8月15日と12月8日(2017/9/21)

 
 
 

 
 
 
 
 
 毎年8月15日と12月8日を迎えると「不思議だなあー」と思うことがあります。
 
 それは、太平洋戦争の開戦と終戦の日のことです。
 
 12月8日、ハワイの真珠湾攻撃から始まった開戦日は、誠道会といってお釈迦さまが悟りをひらかれた有難い日なのです。
 
 なぜこの日を開戦と選んだのでしょう。
 
 片や8月15日はお盆の中心の日です。

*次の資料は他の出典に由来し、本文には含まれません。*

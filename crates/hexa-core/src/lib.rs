//! Core hexa library (session gate, action wrapper, backend client, screens).

pub mod action;
pub mod backend;
pub mod config;
pub mod gate;
pub mod interrupt;
pub mod logging;
pub mod navigation;
pub mod notice;
pub mod profile;
pub mod push;
pub mod screens;
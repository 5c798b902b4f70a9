//! Profile and avatar commands.

use std::fs;
use std::path::Path;

use anyhow::{Context, Result, bail};
use hexa_core::profile::{ImagePicker, ImageSource, ProfileService};
use hexa_core::screens::ProfileScreen;

use super::require_session;
use crate::cli::App;

/// Picks an image that was already read from disk.
struct FilePicker {
    image: ImageSource,
}

impl FilePicker {
    fn open(path: &Path) -> Result<Self> {
        let bytes = fs::read(path).with_context(|| format!("read {}", path.display()))?;
        Ok(Self {
            image: ImageSource {
                name: path.to_string_lossy().into_owned(),
                bytes,
            },
        })
    }
}

impl ImagePicker for FilePicker {
    async fn request_permission(&self) -> bool {
        true
    }

    async fn pick(&self) -> Result<Option<ImageSource>> {
        Ok(Some(self.image.clone()))
    }
}

async fn load(app: &App) -> Result<ProfileScreen> {
    require_session(app).await?;
    let screen = ProfileScreen::new(app.ctx());
    if screen.refresh().await.is_none() {
        bail!("Could not load profile");
    }
    Ok(screen)
}

pub async fn show(app: &App) -> Result<()> {
    let screen = load(app).await?;
    let profile = screen.profile();
    let out = serde_json::json!({
        "username": profile.username,
        "full_name": profile.full_name,
        "avatar_url": profile.avatar_url,
        "avatar_loaded": screen.avatar_data_url().is_some(),
    });
    println!("{}", serde_json::to_string_pretty(&out)?);
    Ok(())
}

pub async fn update(
    app: &App,
    username: Option<String>,
    full_name: Option<String>,
) -> Result<()> {
    if username.is_none() && full_name.is_none() {
        bail!("Nothing to update: pass --username or --full-name");
    }
    let screen = load(app).await?;
    if let Some(username) = username {
        screen.set_username(username);
    }
    if let Some(full_name) = full_name {
        screen.set_full_name(full_name);
    }
    if !screen.save().await {
        bail!("Profile not saved");
    }
    Ok(())
}

pub async fn avatar(app: &App, file: &Path) -> Result<()> {
    let picker = FilePicker::open(file)?;
    let screen = load(app).await?;
    let Some(path) = screen.pick_avatar(&picker).await else {
        bail!("Avatar not uploaded");
    };
    if !screen.save().await {
        bail!("Avatar uploaded to {path} but the profile was not saved");
    }
    println!("Avatar set to {path}");
    Ok(())
}

pub async fn download_avatar(app: &App, out: &Path) -> Result<()> {
    require_session(app).await?;
    let service = ProfileService::from_config(app.client().clone(), &app.ctx().config);
    let profile = service.fetch().await?.unwrap_or_default();
    let Some(path) = profile.avatar_path() else {
        bail!("No avatar set");
    };
    let blob = service.download_avatar_bytes(path).await?;
    fs::write(out, &blob.bytes).with_context(|| format!("write {}", out.display()))?;
    println!("Saved {} bytes to {}", blob.bytes.len(), out.display());
    Ok(())
}
//! Profile editing screen.

use std::sync::{Mutex, MutexGuard, PoisonError};

use tokio::sync::watch;

use crate::action::{InFlight, ReentryPolicy};
use crate::backend::BackendError;
use crate::notice::{Notice, NoticeSink};
use crate::profile::{ImagePicker, Profile, ProfileService};
use crate::screens::ScreenContext;

pub const PHOTO_PERMISSION_DENIED: &str =
    "Sorry, we need permission to access your photo library";

#[derive(Debug, Default)]
struct ProfileView {
    profile: Profile,
    /// Downloaded avatar as a `data:` URL
    avatar: Option<String>,
}

/// Loads, edits and saves the signed-in user's profile.
///
/// `loading` covers profile reads, saves and avatar downloads; `uploading`
/// covers avatar uploads only.
pub struct ProfileScreen {
    service: ProfileService,
    notices: NoticeSink,
    reentry: ReentryPolicy,
    loading: InFlight,
    uploading: InFlight,
    view: Mutex<ProfileView>,
}

impl ProfileScreen {
    pub fn new(ctx: &ScreenContext) -> Self {
        Self {
            service: ProfileService::from_config(ctx.client.clone(), &ctx.config),
            notices: ctx.notices.clone(),
            reentry: ctx.reentry,
            loading: InFlight::new(),
            uploading: InFlight::new(),
            view: Mutex::new(ProfileView::default()),
        }
    }

    fn view(&self) -> MutexGuard<'_, ProfileView> {
        self.view.lock().unwrap_or_else(PoisonError::into_inner)
    }

    pub fn profile(&self) -> Profile {
        self.view().profile.clone()
    }

    pub fn avatar_data_url(&self) -> Option<String> {
        self.view().avatar.clone()
    }

    pub fn is_loading(&self) -> bool {
        self.loading.is_set()
    }

    pub fn is_uploading(&self) -> bool {
        self.uploading.is_set()
    }

    pub fn loading_watch(&self) -> watch::Receiver<bool> {
        self.loading.watch()
    }

    pub fn uploading_watch(&self) -> watch::Receiver<bool> {
        self.uploading.watch()
    }

    pub fn set_username(&self, username: impl Into<String>) {
        self.view().profile.username = Some(username.into());
    }

    pub fn set_full_name(&self, full_name: impl Into<String>) {
        self.view().profile.full_name = Some(full_name.into());
    }

    /// Fetches the profile, then its avatar if one is set.
    pub async fn refresh(&self) -> Option<Profile> {
        let profile = self
            .loading
            .run("load profile", self.reentry, async {
                let fetched = self
                    .service
                    .fetch()
                    .await
                    .inspect_err(|_| self.notices.push(Notice::error("Failed to load profile")))?;
                Ok::<_, BackendError>(fetched.unwrap_or_default())
            })
            .await?;

        let avatar_path = profile.avatar_path().map(str::to_string);
        self.view().profile = profile.clone();
        if let Some(path) = avatar_path {
            self.load_avatar(&path).await;
        }
        Some(profile)
    }

    /// Downloads the avatar. Failures are only logged.
    async fn load_avatar(&self, path: &str) {
        let url = self
            .loading
            .run("download avatar", ReentryPolicy::Concurrent, self.service.download_avatar(path))
            .await;
        if let Some(url) = url {
            self.view().avatar = Some(url);
        }
    }

    /// Saves the edited profile. Returns true on success.
    pub async fn save(&self) -> bool {
        let profile = self.profile();
        self.loading
            .run("update profile", self.reentry, async {
                match self.service.update(&profile).await {
                    Ok(saved) => {
                        if saved {
                            self.notices
                                .push(Notice::success("Profile updated successfully"));
                        }
                        Ok(saved)
                    }
                    Err(err) => {
                        self.notices.push(Notice::error("Failed to update profile"));
                        Err(err)
                    }
                }
            })
            .await
            .unwrap_or(false)
    }

    /// Picks and uploads a new avatar, returning its storage path.
    ///
    /// The new path is kept in the edited profile; it is stored with the
    /// next [`save`](Self::save).
    pub async fn pick_avatar<P: ImagePicker>(&self, picker: &P) -> Option<String> {
        let uploaded = self
            .uploading
            .run("upload avatar", self.reentry, async {
                if !picker.request_permission().await {
                    self.notices.push(Notice::error(PHOTO_PERMISSION_DENIED));
                    return Ok(None);
                }
                let Some(image) = picker.pick().await? else {
                    return Ok(None);
                };
                self.service
                    .upload_avatar(image)
                    .await
                    .map_err(anyhow::Error::from)
            })
            .await;

        let path = match uploaded {
            Some(Some(path)) => path,
            Some(None) => return None,
            None => {
                self.notices.push(Notice::error("Failed to upload image"));
                return None;
            }
        };

        self.view().profile.avatar_url = Some(path.clone());
        self.load_avatar(&path).await;
        Some(path)
    }
}

#[cfg(test)]
pub(crate) mod testing {
    use anyhow::Result;

    use crate::profile::{ImagePicker, ImageSource};

    pub struct FakePicker {
        pub granted: bool,
        pub image: Option<ImageSource>,
    }

    impl ImagePicker for FakePicker {
        async fn request_permission(&self) -> bool {
            self.granted
        }

        async fn pick(&self) -> Result<Option<ImageSource>> {
            Ok(self.image.clone())
        }
    }
}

これも不思議なものを感じます。
 
 太平洋戦争が始まった時、誰も無謀な戦いと思わず、勝利を信じていたのでしょうか?
 私は青年時代、初めてアメリカを訪ね、各都市を歴訪しましたが、「こんなに巨大で裕福な国と戦って、当時の軍部も国民も絶対勝てると信じていたのだろうか?と溜息がでました。
 
 日本国民がここまで思い上がった原因は、はるか昔の日露戦争にあると指摘する歴史学者もおります。
 当時のロシア王朝は滅亡の寸前にあり、さまざまの偶然が重なっての勝利であったのに、「日本は世界で一番強い国だ」という迷信を抱いてしまい、その後の日本も滅亡の坂をころげ落ちていったのです。
 
 その喪失は計り知れぬ程大きく、戦後70年たっても人心の荒廃は治らず、犯罪は年ごとに数を増やすのみです。
 
 先の大戦で、あれ程苦労をしたのに、近頃は、日本を軍事大国にしようとしたり、平和憲法を改めようとしたりする動きも活発です。
 
 このまま進めば、日本はまた戦争を繰り返すのでしょうか?
 そんな事は絶対にあってはいけません。
 
 旧軍人や民間人を含め、三百万人以上の尊い命を犠牲にしている、日本だからこそ、経済復興に酔い痴れず、一番大切なものは何か?を真剣に考え直さねばならぬと思います。